I was not aware that it was happening. As with many bad things that slip through, we only become aware of them when the shit hits the fan. In my case, it happened within a span of 2 years; there were a few critical decisions I made in which I completely ignored my intuition. The result was bad.

I hate saying that something is plain bad, as inherently anything that doesn’t kill you is not bad over a long enough period of time if you learn something valuable out of it. However, I make the distinction between the unavoidable bad and the avoidable bad. I’m all about the former but highly suspicious of the latter, which I consider suboptimal at the very least.

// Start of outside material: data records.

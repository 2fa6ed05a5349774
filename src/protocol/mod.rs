//! Oracle TNS/TTC Wire Protocol (Layer 2: Pure, Sync)
//!
//! No async, no I/O, no tokio - just requests → bytes and bytes → messages.

pub mod auth;
pub mod backend;
pub mod capabilities;
pub mod constants;
pub mod describe;
pub mod encoder;
pub mod error;
pub mod error_info;
pub mod frame;
pub mod request;
pub mod ub;

pub use auth::{
    AuthContext, AuthError, AuthenticationMode, ClientIdentity, ObfuscatedPassword, Purity,
    SessionData, VerifierGeneration, VerifierResponse, generate_verifier,
};
pub use backend::{Accept, BackendMessage, LobParameters, Parameter, ProtocolInfo, Refuse, ServerPiggyback, Status};
pub use capabilities::Capabilities;
pub use describe::{ColumnMetadata, ColumnValue, LobLocator};
pub use encoder::RequestEncoder;
pub use error::{DecodeError, DecodeResult};
pub use error_info::BackendError;
pub use frame::{FrameDecoder, PacketHeader, ResponseContext};
pub use request::{
    Bind, CleanupContext, ExecuteOptions, LobOperation, LobRequest, LobResult, StatementKind,
    StatementRequest,
};
pub use ub::{UbReader, UbWriter};
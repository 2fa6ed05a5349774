//! DATE and TIMESTAMP type conversions for Oracle.
//!
//! Oracle stores dates as 7 bytes (century, year, month, day, hour, minute,
//! second), TIMESTAMP adds a 4-byte nanosecond fraction and TIMESTAMP WITH
//! TIME ZONE adds two offset bytes. Fields of a zoned value are UTC.

use super::{DataType, FromOracle, ToOracle, TypeError};

const TZ_HOUR_OFFSET: i32 = 20;
const TZ_MINUTE_OFFSET: i32 = 60;
/// Set on byte 11 when the value carries a region id instead of an offset.
const HAS_REGION_ID: u8 = 0x80;

const DATE_LEN: usize = 7;
const TIMESTAMP_LEN: usize = 11;
const TIMESTAMP_TZ_LEN: usize = 13;

const MIN_YEAR: i32 = -4712;
const MAX_YEAR: i32 = 9999;

/// Fixed UTC offset of a TIMESTAMP WITH TIME ZONE value.
#[derive(Debug, Clone, Copy, PartialEq, Eq, Default)]
pub struct TimeZoneOffset {
    pub hours: i8,
    pub minutes: i8,
}

/// Calendar timestamp with optional fraction and offset.
#[derive(Debug, Clone, Copy, PartialEq, Eq)]
pub struct Timestamp {
    pub year: i32,
    pub month: u8,
    pub day: u8,
    pub hour: u8,
    pub minute: u8,
    pub second: u8,
    pub nanosecond: u32,
    pub offset: Option<TimeZoneOffset>,
}

impl Timestamp {
    /// Create a whole-second timestamp without offset.
    pub fn new(year: i32, month: u8, day: u8, hour: u8, minute: u8, second: u8) -> Self {
        Self {
            year,
            month,
            day,
            hour,
            minute,
            second,
            nanosecond: 0,
            offset: None,
        }
    }

    pub fn with_nanosecond(mut self, nanosecond: u32) -> Self {
        self.nanosecond = nanosecond;
        self
    }

    pub fn with_offset(mut self, hours: i8, minutes: i8) -> Self {
        self.offset = Some(TimeZoneOffset { hours, minutes });
        self
    }

    /// Shortest wire length that holds every present component.
    pub fn encoded_len(&self) -> usize {
        if self.offset.is_some() {
            TIMESTAMP_TZ_LEN
        } else if self.nanosecond != 0 {
            TIMESTAMP_LEN
        } else {
            DATE_LEN
        }
    }

    /// Encode to the 7, 11 or 13 byte wire form.
    pub fn encode(&self) -> Result<Vec<u8>, TypeError> {
        self.validate()?;
        let length = self.encoded_len();
        let mut buf = Vec::with_capacity(length);
        buf.push((self.year.div_euclid(100) + 100) as u8);
        buf.push((self.year.rem_euclid(100) + 100) as u8);
        buf.push(self.month);
        buf.push(self.day);
        buf.push(self.hour + 1);
        buf.push(self.minute + 1);
        buf.push(self.second + 1);
        if length >= TIMESTAMP_LEN {
            buf.extend_from_slice(&self.nanosecond.to_be_bytes());
        }
        if let Some(offset) = self.offset {
            buf.push((offset.hours as i32 + TZ_HOUR_OFFSET) as u8);
            buf.push((offset.minutes as i32 + TZ_MINUTE_OFFSET) as u8);
        }
        Ok(buf)
    }

    fn validate(&self) -> Result<(), TypeError> {
        let invalid = |what: &str| -> Result<(), TypeError> {
            Err(TypeError::InvalidData(format!("Invalid {}: {:?}", what, self)))
        };
        if !(MIN_YEAR..=MAX_YEAR).contains(&self.year) {
            return invalid("year");
        }
        if !(1..=12).contains(&self.month) || !(1..=31).contains(&self.day) {
            return invalid("date");
        }
        if self.hour > 23 || self.minute > 59 || self.second > 59 {
            return invalid("time of day");
        }
        if self.nanosecond > 999_999_999 {
            return invalid("fraction");
        }
        if let Some(offset) = self.offset
            && (!(-12..=14).contains(&offset.hours) || !(-59..=59).contains(&offset.minutes))
        {
            return invalid("offset");
        }
        Ok(())
    }

    /// Decode any DATE/TIMESTAMP wire form.
    pub fn decode(bytes: &[u8]) -> Result<Self, TypeError> {
        let length = bytes.len();
        if !matches!(length, DATE_LEN..=TIMESTAMP_LEN | TIMESTAMP_TZ_LEN) {
            return Err(TypeError::InvalidData(format!(
                "Invalid timestamp length {}",
                length
            )));
        }

        let year = (bytes[0] as i32 - 100) * 100 + bytes[1] as i32 - 100;
        let (month, day) = (bytes[2], bytes[3]);
        if !(1..=12).contains(&month) || !(1..=31).contains(&day) {
            return Err(TypeError::InvalidData(format!(
                "Invalid date {}-{}",
                month, day
            )));
        }
        let (hour, minute, second) = (bytes[4], bytes[5], bytes[6]);
        if !(1..=24).contains(&hour) || !(1..=60).contains(&minute) || !(1..=60).contains(&second) {
            return Err(TypeError::InvalidData("Invalid time of day".to_string()));
        }

        let nanosecond = if length >= TIMESTAMP_LEN {
            u32::from_be_bytes([bytes[7], bytes[8], bytes[9], bytes[10]])
        } else {
            0
        };

        let mut offset = None;
        if length >= TIMESTAMP_TZ_LEN {
            if bytes[11] & HAS_REGION_ID != 0 {
                return Err(TypeError::UnsupportedTimeZoneRegion);
            }
            if bytes[11] != 0 && bytes[12] != 0 {
                offset = Some(TimeZoneOffset {
                    hours: (bytes[11] as i32 - TZ_HOUR_OFFSET) as i8,
                    minutes: (bytes[12] as i32 - TZ_MINUTE_OFFSET) as i8,
                });
            }
        }

        Ok(Self {
            year,
            month,
            day,
            hour: hour - 1,
            minute: minute - 1,
            second: second - 1,
            nanosecond,
            offset,
        })
    }
}

impl FromOracle for Timestamp {
    fn from_oracle(bytes: &[u8], data_type: DataType) -> Result<Self, TypeError> {
        match data_type {
            DataType::Date
            | DataType::Timestamp
            | DataType::TimestampTz
            | DataType::TimestampLtz => Timestamp::decode(bytes),
            got => Err(TypeError::UnexpectedType { expected: "timestamp", got }),
        }
    }
}

impl ToOracle for Timestamp {
    fn to_oracle(&self) -> Result<(Vec<u8>, DataType), TypeError> {
        let data_type = if self.offset.is_some() {
            DataType::TimestampTz
        } else {
            DataType::Timestamp
        };
        Ok((self.encode()?, data_type))
    }
}

#[cfg(feature = "chrono")]
impl Timestamp {
    /// Convert to chrono, ignoring any offset (fields are UTC when zoned).
    pub fn to_naive(&self) -> Option<chrono::NaiveDateTime> {
        chrono::NaiveDate::from_ymd_opt(self.year, self.month as u32, self.day as u32)?
            .and_hms_nano_opt(
                self.hour as u32,
                self.minute as u32,
                self.second as u32,
                self.nanosecond,
            )
    }

    pub fn from_naive(value: &chrono::NaiveDateTime) -> Self {
        use chrono::{Datelike, Timelike};
        Self::new(
            value.year(),
            value.month() as u8,
            value.day() as u8,
            value.hour() as u8,
            value.minute() as u8,
            value.second() as u8,
        )
        .with_nanosecond(value.nanosecond())
    }
}

#[cfg(test)]
mod tests {
    use super::*;
    use pretty_assertions::assert_eq;

    #[test]
    fn test_date_round_trip() {
        let ts = Timestamp::new(2024, 12, 25, 17, 30, 0);
        let bytes = ts.encode().unwrap();
        assert_eq!(bytes, vec![120, 124, 12, 25, 18, 31, 1]);
        assert_eq!(Timestamp::decode(&bytes).unwrap(), ts);
    }

    #[test]
    fn test_fraction_round_trip() {
        let ts = Timestamp::new(1999, 1, 2, 3, 4, 5).with_nanosecond(123_456_789);
        let bytes = ts.encode().unwrap();
        assert_eq!(bytes.len(), 11);
        assert_eq!(Timestamp::decode(&bytes).unwrap(), ts);
    }

    #[test]
    fn test_zoned_round_trip() {
        let ts = Timestamp::new(2030, 6, 30, 23, 59, 59)
            .with_nanosecond(1)
            .with_offset(-5, -30);
        let bytes = ts.encode().unwrap();
        assert_eq!(bytes.len(), 13);
        assert_eq!(&bytes[11..], &[15, 30]);
        assert_eq!(Timestamp::decode(&bytes).unwrap(), ts);
    }

    #[test]
    fn test_zero_offset_keeps_zone() {
        let ts = Timestamp::new(2000, 1, 1, 0, 0, 0).with_offset(0, 0);
        assert_eq!(Timestamp::decode(&ts.encode().unwrap()).unwrap(), ts);
    }

    #[test]
    fn test_region_id_is_rejected() {
        let mut bytes = Timestamp::new(2000, 1, 1, 0, 0, 0).with_offset(1, 0).encode().unwrap();
        bytes[11] |= HAS_REGION_ID;
        assert_eq!(
            Timestamp::decode(&bytes),
            Err(TypeError::UnsupportedTimeZoneRegion)
        );
    }

    #[test]
    fn test_negative_year() {
        let ts = Timestamp::new(-44, 3, 15, 12, 0, 0);
        assert_eq!(Timestamp::decode(&ts.encode().unwrap()).unwrap(), ts);
    }

    #[test]
    fn test_truncated_input() {
        assert!(Timestamp::decode(&[120, 124, 12]).is_err());
        assert!(Timestamp::decode(&[120, 124, 12, 25, 18, 31, 1, 0, 0, 0, 0, 20]).is_err());
        assert!(Timestamp::decode(&[120, 124, 12, 25, 18, 31, 1, 0, 0, 0, 0, 20, 60, 0]).is_err());
    }

    #[test]
    fn test_out_of_range_fields_fail_to_encode() {
        assert!(Timestamp::new(2024, 1, 1, 255, 0, 0).encode().is_err());
        assert!(Timestamp::new(2024, 1, 1, 0, 60, 0).encode().is_err());
        assert!(Timestamp::new(2024, 13, 1, 0, 0, 0).encode().is_err());
        assert!(Timestamp::new(10_000, 1, 1, 0, 0, 0).encode().is_err());
        assert!(Timestamp::new(2024, 1, 1, 0, 0, 0).with_nanosecond(1_000_000_000).encode().is_err());
        assert!(Timestamp::new(2024, 1, 1, 0, 0, 0).with_offset(20, 0).encode().is_err());
    }
}
//! Tasks, completion handles and the FIFO task queue.
//!
//! Queued tasks live in a generation-checked arena; the FIFO order is a
//! deque of ids into it. Removing a task (cancellation) frees its slot and
//! leaves a stale id behind, which `pop_front` skips.

use std::collections::VecDeque;

use tokio::sync::oneshot;

use super::row::QueryResult;
use crate::error::{OraError, OraResult};
use crate::protocol::{LobRequest, LobResult, StatementRequest};

/// One-shot completion handle.
///
/// Resolves exactly once: `succeed`, `fail`, or `ConnectionClosed` on drop.
#[derive(Debug)]
pub struct Completion<T> {
    sender: Option<oneshot::Sender<OraResult<T>>>,
}

impl<T> Completion<T> {
    pub fn new() -> (Self, oneshot::Receiver<OraResult<T>>) {
        let (tx, rx) = oneshot::channel();
        (Self { sender: Some(tx) }, rx)
    }

    pub fn succeed(mut self, value: T) {
        self.send(Ok(value));
    }

    pub fn fail(mut self, error: OraError) {
        self.send(Err(error));
    }

    /// The receiving side went away, nobody waits for the result.
    pub fn is_abandoned(&self) -> bool {
        self.sender.as_ref().is_none_or(|tx| tx.is_closed())
    }

    fn send(&mut self, result: OraResult<T>) {
        if let Some(tx) = self.sender.take() {
            let _ = tx.send(result);
        }
    }
}

impl<T> Drop for Completion<T> {
    fn drop(&mut self) {
        self.send(Err(OraError::ConnectionClosed));
    }
}

/// A unit of client work.
#[derive(Debug)]
pub enum Task {
    /// Collapsed pings share one round trip.
    Ping(Vec<Completion<()>>),
    Statement {
        request: StatementRequest,
        completion: Completion<QueryResult>,
    },
    Lob {
        request: LobRequest,
        completion: Completion<LobResult>,
    },
    /// Logoff, then close the transport.
    Close(Completion<()>),
}

impl Task {
    pub fn ping() -> (Self, oneshot::Receiver<OraResult<()>>) {
        let (completion, rx) = Completion::new();
        (Task::Ping(vec![completion]), rx)
    }

    pub fn statement(
        request: StatementRequest,
    ) -> (Self, oneshot::Receiver<OraResult<QueryResult>>) {
        let (completion, rx) = Completion::new();
        (Task::Statement { request, completion }, rx)
    }

    pub fn lob(request: LobRequest) -> (Self, oneshot::Receiver<OraResult<LobResult>>) {
        let (completion, rx) = Completion::new();
        (Task::Lob { request, completion }, rx)
    }

    pub fn close() -> (Self, oneshot::Receiver<OraResult<()>>) {
        let (completion, rx) = Completion::new();
        (Task::Close(completion), rx)
    }

    pub fn is_ping(&self) -> bool {
        matches!(self, Task::Ping(_))
    }

    /// Every waiter of this task has gone away.
    pub fn is_abandoned(&self) -> bool {
        match self {
            Task::Ping(handles) => handles.iter().all(Completion::is_abandoned),
            Task::Statement { completion, .. } => completion.is_abandoned(),
            Task::Lob { completion, .. } => completion.is_abandoned(),
            Task::Close(completion) => completion.is_abandoned(),
        }
    }

    /// Resolve every handle of this task with `error`.
    pub fn fail(self, error: OraError) {
        match self {
            Task::Ping(handles) => {
                for handle in handles {
                    handle.fail(error.clone());
                }
            }
            Task::Statement { completion, .. } => completion.fail(error),
            Task::Lob { completion, .. } => completion.fail(error),
            Task::Close(completion) => completion.fail(error),
        }
    }

    /// Merge another ping's waiters into this one; hands them back if this is no ping.
    pub(crate) fn absorb_ping(
        &mut self,
        mut handles: Vec<Completion<()>>,
    ) -> Result<(), Vec<Completion<()>>> {
        match self {
            Task::Ping(existing) => {
                existing.append(&mut handles);
                Ok(())
            }
            _ => Err(handles),
        }
    }
}

/// Stable handle to a queued task, used for cancellation.
#[derive(Debug, Clone, Copy, PartialEq, Eq, Hash)]
pub struct TaskId {
    index: u32,
    generation: u32,
}

#[derive(Debug, Default)]
struct Slot {
    generation: u32,
    task: Option<Task>,
}

/// FIFO of tasks waiting for the in-flight slot.
#[derive(Debug, Default)]
pub struct TaskQueue {
    slots: Vec<Slot>,
    free: Vec<u32>,
    order: VecDeque<TaskId>,
    len: usize,
}

impl TaskQueue {
    pub fn new() -> Self {
        Self::default()
    }

    pub fn push(&mut self, task: Task) -> TaskId {
        let index = match self.free.pop() {
            Some(index) => index,
            None => {
                self.slots.push(Slot::default());
                (self.slots.len() - 1) as u32
            }
        };
        let slot = &mut self.slots[index as usize];
        slot.task = Some(task);
        let id = TaskId {
            index,
            generation: slot.generation,
        };
        self.order.push_back(id);
        self.len += 1;
        id
    }

    /// Take the task out of its slot, freeing the slot for reuse.
    pub fn remove(&mut self, id: TaskId) -> Option<Task> {
        let slot = self.slots.get_mut(id.index as usize)?;
        if slot.generation != id.generation {
            return None;
        }
        let task = slot.task.take()?;
        slot.generation = slot.generation.wrapping_add(1);
        self.free.push(id.index);
        self.len -= 1;
        Some(task)
    }

    pub fn pop_front(&mut self) -> Option<(TaskId, Task)> {
        while let Some(id) = self.order.pop_front() {
            if let Some(task) = self.remove(id) {
                return Some((id, task));
            }
        }
        None
    }

    /// The task is still waiting in its slot.
    pub fn contains(&self, id: TaskId) -> bool {
        self.slots.get(id.index as usize).is_some_and(|slot| {
            slot.generation == id.generation && slot.task.is_some()
        })
    }

    /// First queued ping, if any.
    pub fn queued_ping_mut(&mut self) -> Option<&mut Task> {
        let slots = &mut self.slots;
        let id = self.order.iter().copied().find(|id| {
            slots.get(id.index as usize).is_some_and(|slot| {
                slot.generation == id.generation && slot.task.as_ref().is_some_and(Task::is_ping)
            })
        })?;
        slots[id.index as usize].task.as_mut()
    }

    /// Remove every task, in submission order.
    pub fn drain(&mut self) -> Vec<Task> {
        let mut tasks = Vec::with_capacity(self.len);
        while let Some((_, task)) = self.pop_front() {
            tasks.push(task);
        }
        tasks
    }

    pub fn len(&self) -> usize {
        self.len
    }

    pub fn is_empty(&self) -> bool {
        self.len == 0
    }
}

#[cfg(test)]
mod tests {
    use super::*;
    use crate::protocol::ExecuteOptions;
    use pretty_assertions::assert_eq;

    fn statement(sql: &str) -> (Task, oneshot::Receiver<OraResult<QueryResult>>) {
        Task::statement(StatementRequest::new(sql, vec![], ExecuteOptions::default()))
    }

    fn sql_of(task: &Task) -> &str {
        match task {
            Task::Statement { request, .. } => &request.sql,
            _ => "",
        }
    }

    #[test]
    fn test_fifo_order() {
        let mut queue = TaskQueue::new();
        let (a, _ra) = statement("a");
        let (b, _rb) = statement("b");
        queue.push(a);
        queue.push(b);
        assert_eq!(queue.len(), 2);
        assert_eq!(sql_of(&queue.pop_front().unwrap().1), "a");
        assert_eq!(sql_of(&queue.pop_front().unwrap().1), "b");
        assert!(queue.pop_front().is_none());
    }

    #[test]
    fn test_removed_id_is_skipped_and_stale() {
        let mut queue = TaskQueue::new();
        let (a, _ra) = statement("a");
        let (b, _rb) = statement("b");
        let id_a = queue.push(a);
        queue.push(b);
        assert!(queue.contains(id_a));
        assert!(queue.remove(id_a).is_some());
        assert!(queue.remove(id_a).is_none());
        assert!(!queue.contains(id_a));

        let (c, _rc) = statement("c");
        let id_c = queue.push(c);
        assert_eq!(id_c.index, id_a.index);
        assert_ne!(id_c, id_a);
        assert!(queue.remove(id_a).is_none());
        assert!(queue.contains(id_c));
        assert!(!queue.contains(id_a));

        assert_eq!(sql_of(&queue.pop_front().unwrap().1), "b");
        assert_eq!(sql_of(&queue.pop_front().unwrap().1), "c");
    }

    #[tokio::test]
    async fn test_dropped_completion_reports_closed() {
        let (task, rx) = statement("a");
        drop(task);
        assert!(matches!(rx.await.unwrap(), Err(OraError::ConnectionClosed)));
    }

    #[tokio::test]
    async fn test_fail_resolves_every_ping_waiter() {
        let (mut ping, rx1) = Task::ping();
        let (completion, rx2) = Completion::new();
        assert!(ping.absorb_ping(vec![completion]).is_ok());
        ping.fail(OraError::Cancelled);
        assert!(matches!(rx1.await.unwrap(), Err(OraError::Cancelled)));
        assert!(matches!(rx2.await.unwrap(), Err(OraError::Cancelled)));
    }

    #[test]
    fn test_abandoned_when_receiver_dropped() {
        let (task, rx) = statement("a");
        assert!(!task.is_abandoned());
        drop(rx);
        assert!(task.is_abandoned());
    }
}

A mistake that you would have avoided had you listened to your intuition is in a certain way a lesson that you already knew but ignored. It’s sort of “tripping over the same stone twice.” This is the avoidable bad. Why not learn other lessons that you don’t know yet about?

What I did it to recover a strong sense of intuition

I spent some time figuring out what went wrong and what I could do to regain that connection with my gut feeling. Here are the 5 main things that helped me:

1. Spend time in nature, alone.

There is more silence in nature, which helps recover sensitivity in our awareness. One could argue that you can find quiet rooms in buildings as well; however, it doesn’t work the same. I think it has to do with the fact of doing something (being in nature) that our species has done for 99.9% of the time that humans have been humans. Combining it with some exercise is even better, as some moderate activity will get rid of the “noise toxins” that this hectic life leaves in us.

2. Put down technology.

Our mobile phones are attention suckers. We need to deliberately have hours where we transfer the attention spent in the vast world of the internet into the vast universe of ourselves.

3. Play.

Being playful is one of the activities that uses our senses and our intuition more than our logical and analytical mind. Whatever you like to play, just play. In my case, one simple adjustment was to go on bike rides without measuring all that I used to measure: speed, kilometers, a lot of planning, etc. Now I’ll just get on the bike and go wherever I feel like going.

4. Spend time with children.

Children are all about playing and doing whatever they feel like doing. Their analytical mind is still poorly developed, so they rely much more on their intuition, and while it is still not fully developed, it works better. Spending time with them will help connect with your inner kid and get closer to your intuition.

5. Meditate.

Any type of meditation will help you get in touch with yourself and with your own body. I especially like silence meditation or body scans for increasing my awareness of myself and my body.

Bottom line

While these don’t seem like life changing actions just by themselves, they are. In a world where you get so much noise and distractions, the ability to set external boundaries and connect with yourself is a superpower.

You aren’t going to be facing critical decisions every day, every month or even every year. But when those times come, you don’t want to use them to train your intuition. In those times, you want to already have a strong connection with it and be able to listen to it and trust it. The way to get there is by giving it space and attention on a regular basis. As with almost everything that is worth it, repetition of the basics over a long enough period of time is what makes a massive difference.